The first half of 2010 has been the hottest globally in recorded history.  A small change from last month: I briefly saw this headline at the top of a corporate media outlet: MSNBC.  I should have taken a screen-shot because I saw it at 10:45P local time last night and it had been replaced by 11:00P when I looked again.  So it would be untruthful to claim, for this month at least, that you couldn’t have seen this story covered in a prominent way by the corporate media.  I will lament that it took four straight months of record warmth before they did, however.  I will also lament that it was replaced, nearly in the middle of night, by other headlines within minutes – short shrift for such an important topic.
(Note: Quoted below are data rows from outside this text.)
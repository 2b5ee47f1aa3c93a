//! Descriptive statistics and comparison series

use serde::{Deserialize, Serialize};
use tracing::debug;

use crate::error::{Error, Result};
use crate::models::{mean, ComparisonSeries, CountryStats, Dataset};

/// Default rolling-average window, in years
pub const ROLLING_WINDOW: usize = 3;

/// Most countries one comparison may include
pub const MAX_COMPARE: usize = 10;

/// Sample standard deviation; `None` with fewer than two values
pub fn volatility(values: &[f64]) -> Option<f64> {
    if values.len() < 2 {
        return None;
    }
    let m = mean(values)?;
    let var = values.iter().map(|v| (v - m).powi(2)).sum::<f64>() / (values.len() - 1) as f64;
    Some(var.sqrt())
}

fn stats_for(country: &str, years: &[i32], values: &[f64], year: Option<i32>) -> Option<CountryStats> {
    let m = mean(values)?;
    let current = year.and_then(|y| {
        years
            .iter()
            .zip(values)
            .find(|(yr, _)| **yr == y)
            .map(|(_, v)| *v)
    });
    let (max_year, max) = extreme(years, values, |v, best| v > best)?;
    let (min_year, min) = extreme(years, values, |v, best| v < best)?;
    Some(CountryStats {
        country: country.to_string(),
        current,
        mean: m,
        max,
        max_year,
        min,
        min_year,
        volatility: volatility(values),
        observations: values.len(),
    })
}

/// Earliest `(year, value)` that no later value beats
fn extreme(years: &[i32], values: &[f64], beats: impl Fn(f64, f64) -> bool) -> Option<(i32, f64)> {
    years
        .iter()
        .copied()
        .zip(values.iter().copied())
        .reduce(|best, next| if beats(next.1, best.1) { next } else { best })
}

/// Summary of a country's full history, with its value in `year` if given
pub fn country_stats(dataset: &Dataset, country: &str, year: Option<i32>) -> Result<CountryStats> {
    let rows = dataset.for_country(country);
    let years: Vec<i32> = rows.iter().map(|r| r.year).collect();
    let values: Vec<f64> = rows.iter().map(|r| r.inflation).collect();
    stats_for(country, &years, &values, year)
        .ok_or_else(|| Error::NotFound(format!("no inflation data for {}", country)))
}

/// Centered moving average
///
/// Position `i` averages the `window` values centered on it; positions
/// without a full window are `None`.
pub fn rolling_mean(values: &[f64], window: usize) -> Vec<Option<f64>> {
    (0..values.len())
        .map(|i| {
            if window == 0 {
                return None;
            }
            let start = i.checked_sub(window / 2)?;
            let end = start + window;
            if end > values.len() {
                return None;
            }
            mean(&values[start..end])
        })
        .collect()
}

/// Rescale so the first value reads 100
///
/// Other values become `100 + (v - first) / |first| * 100`; a zero first
/// value maps the whole series to 100.
pub fn normalize_to_base(values: &[f64]) -> Vec<f64> {
    let Some(&first) = values.first() else {
        return vec![];
    };
    if first == 0.0 {
        return vec![100.0; values.len()];
    }
    values
        .iter()
        .map(|v| 100.0 + (v - first) / first.abs() * 100.0)
        .collect()
}

#[derive(Debug, Clone, Default, PartialEq, Serialize, Deserialize)]
pub struct CompareOptions {
    pub from: Option<i32>,
    pub to: Option<i32>,
    /// Rebase every series to 100 at its first year
    pub normalize: bool,
    /// Attach a 3-year centered average (raw series only)
    pub rolling: bool,
    /// Year reported as `current` in the stats
    pub year: Option<i32>,
}

/// One series per requested country with data in range
///
/// Countries without data are skipped; requests beyond `MAX_COMPARE`
/// countries are truncated.
pub fn compare(dataset: &Dataset, countries: &[String], options: &CompareOptions) -> Vec<ComparisonSeries> {
    let ranged = dataset.in_years(options.from, options.to);

    let series: Vec<ComparisonSeries> = countries
        .iter()
        .take(MAX_COMPARE)
        .filter_map(|country| {
            let rows = ranged.for_country(country);
            let years: Vec<i32> = rows.iter().map(|r| r.year).collect();
            let raw: Vec<f64> = rows.iter().map(|r| r.inflation).collect();
            let stats = stats_for(country, &years, &raw, options.year)?;

            let rolling = (options.rolling && !options.normalize && raw.len() >= ROLLING_WINDOW)
                .then(|| rolling_mean(&raw, ROLLING_WINDOW));
            let values = if options.normalize {
                normalize_to_base(&raw)
            } else {
                raw
            };

            Some(ComparisonSeries {
                country: country.clone(),
                years,
                values,
                rolling,
                stats,
            })
        })
        .collect();

    debug!(
        requested = countries.len(),
        returned = series.len(),
        normalize = options.normalize,
        "Built comparison series"
    );
    series
}
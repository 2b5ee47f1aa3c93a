//! Country × year trajectory matrix

use serde::{Deserialize, Serialize};
use tracing::debug;

use crate::models::Dataset;
use crate::reference::CountryReference;

/// Dense matrix of mean inflation, one row per country, one column per year
///
/// Built from the long-format table: rows are the countries present in both
/// the data and the reference table (alphabetical), columns are every
/// distinct year in the data (ascending). Gaps in a row are filled forward,
/// then backward, then with 0, so no cell is ever missing.
#[derive(Debug, Clone, PartialEq, Serialize, Deserialize)]
pub struct TrajectoryMatrix {
    pub countries: Vec<String>,
    pub years: Vec<i32>,
    pub values: Vec<Vec<f64>>,
}

impl TrajectoryMatrix {
    pub fn build(dataset: &Dataset, reference: &CountryReference) -> Self {
        let years = dataset.years();
        let countries = dataset.mappable_countries(reference);
        let cells = dataset.averaged_cells();

        let values: Vec<Vec<f64>> = countries
            .iter()
            .map(|country| {
                let raw: Vec<Option<f64>> = years
                    .iter()
                    .map(|&year| cells.get(&(country.as_str(), year)).copied())
                    .collect();
                fill_gaps(&raw)
            })
            .collect();

        debug!(
            rows = countries.len(),
            cols = years.len(),
            "Built trajectory matrix"
        );

        Self {
            countries,
            years,
            values,
        }
    }

    pub fn n_rows(&self) -> usize {
        self.countries.len()
    }

    pub fn n_cols(&self) -> usize {
        self.years.len()
    }

    pub fn is_empty(&self) -> bool {
        self.countries.is_empty()
    }

    pub fn index_of(&self, country: &str) -> Option<usize> {
        self.countries.binary_search_by(|c| c.as_str().cmp(country)).ok()
    }

    pub fn row(&self, country: &str) -> Option<&[f64]> {
        self.index_of(country).map(|i| self.values[i].as_slice())
    }

    /// Each column shifted to zero mean and scaled to unit variance
    ///
    /// Uses the population standard deviation; a constant column becomes
    /// all zeros.
    pub fn standardized(&self) -> Vec<Vec<f64>> {
        let n = self.n_rows();
        let mut out = self.values.clone();
        if n == 0 {
            return out;
        }

        for col in 0..self.n_cols() {
            let mean = self.values.iter().map(|row| row[col]).sum::<f64>() / n as f64;
            let var = self
                .values
                .iter()
                .map(|row| (row[col] - mean).powi(2))
                .sum::<f64>()
                / n as f64;
            let std = var.sqrt();

            for row in out.iter_mut() {
                row[col] = if std > f64::EPSILON {
                    (row[col] - mean) / std
                } else {
                    0.0
                };
            }
        }
        out
    }
}

/// Forward-fill, then backward-fill, then 0
fn fill_gaps(raw: &[Option<f64>]) -> Vec<f64> {
    let mut filled: Vec<Option<f64>> = raw.to_vec();

    let mut last = None;
    for cell in filled.iter_mut() {
        match cell {
            Some(v) => last = Some(*v),
            None => *cell = last,
        }
    }

    let mut next = None;
    for cell in filled.iter_mut().rev() {
        match cell {
            Some(v) => next = Some(*v),
            None => *cell = next,
        }
    }

    filled.into_iter().map(|c| c.unwrap_or(0.0)).collect()
}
In a similar fashion as last month, the NOAA analysis of global temperatures have marked the warmest month of June, the warmest 3-month April to June period and, along with NASA, the warmest 6-month January to June period in recorded human history.  That makes for one heck of a headline, doesn’t it?

June 2010

NASA’s global analysis reported a +0.59°C (+1.062°F) surface temperature anomaly for June 2010 (over the 1951-1980 base period).  June 2010 joined June 2005 as the third highest anomaly in the NASA dataset, behind the record anomaly from 1998 of 0.69°C (1.24°F) and the 0.62°C (1.116°F) anomaly from 2009, according to NASA’s GISS dataset.

NOAA’s global analysis reported a +0.68°C (+1.224°F) surface temperature anomaly for June 2010.  According to the NOAA methodology, the next warmest June was observed in 2005: +0.66°C (+1.188°F).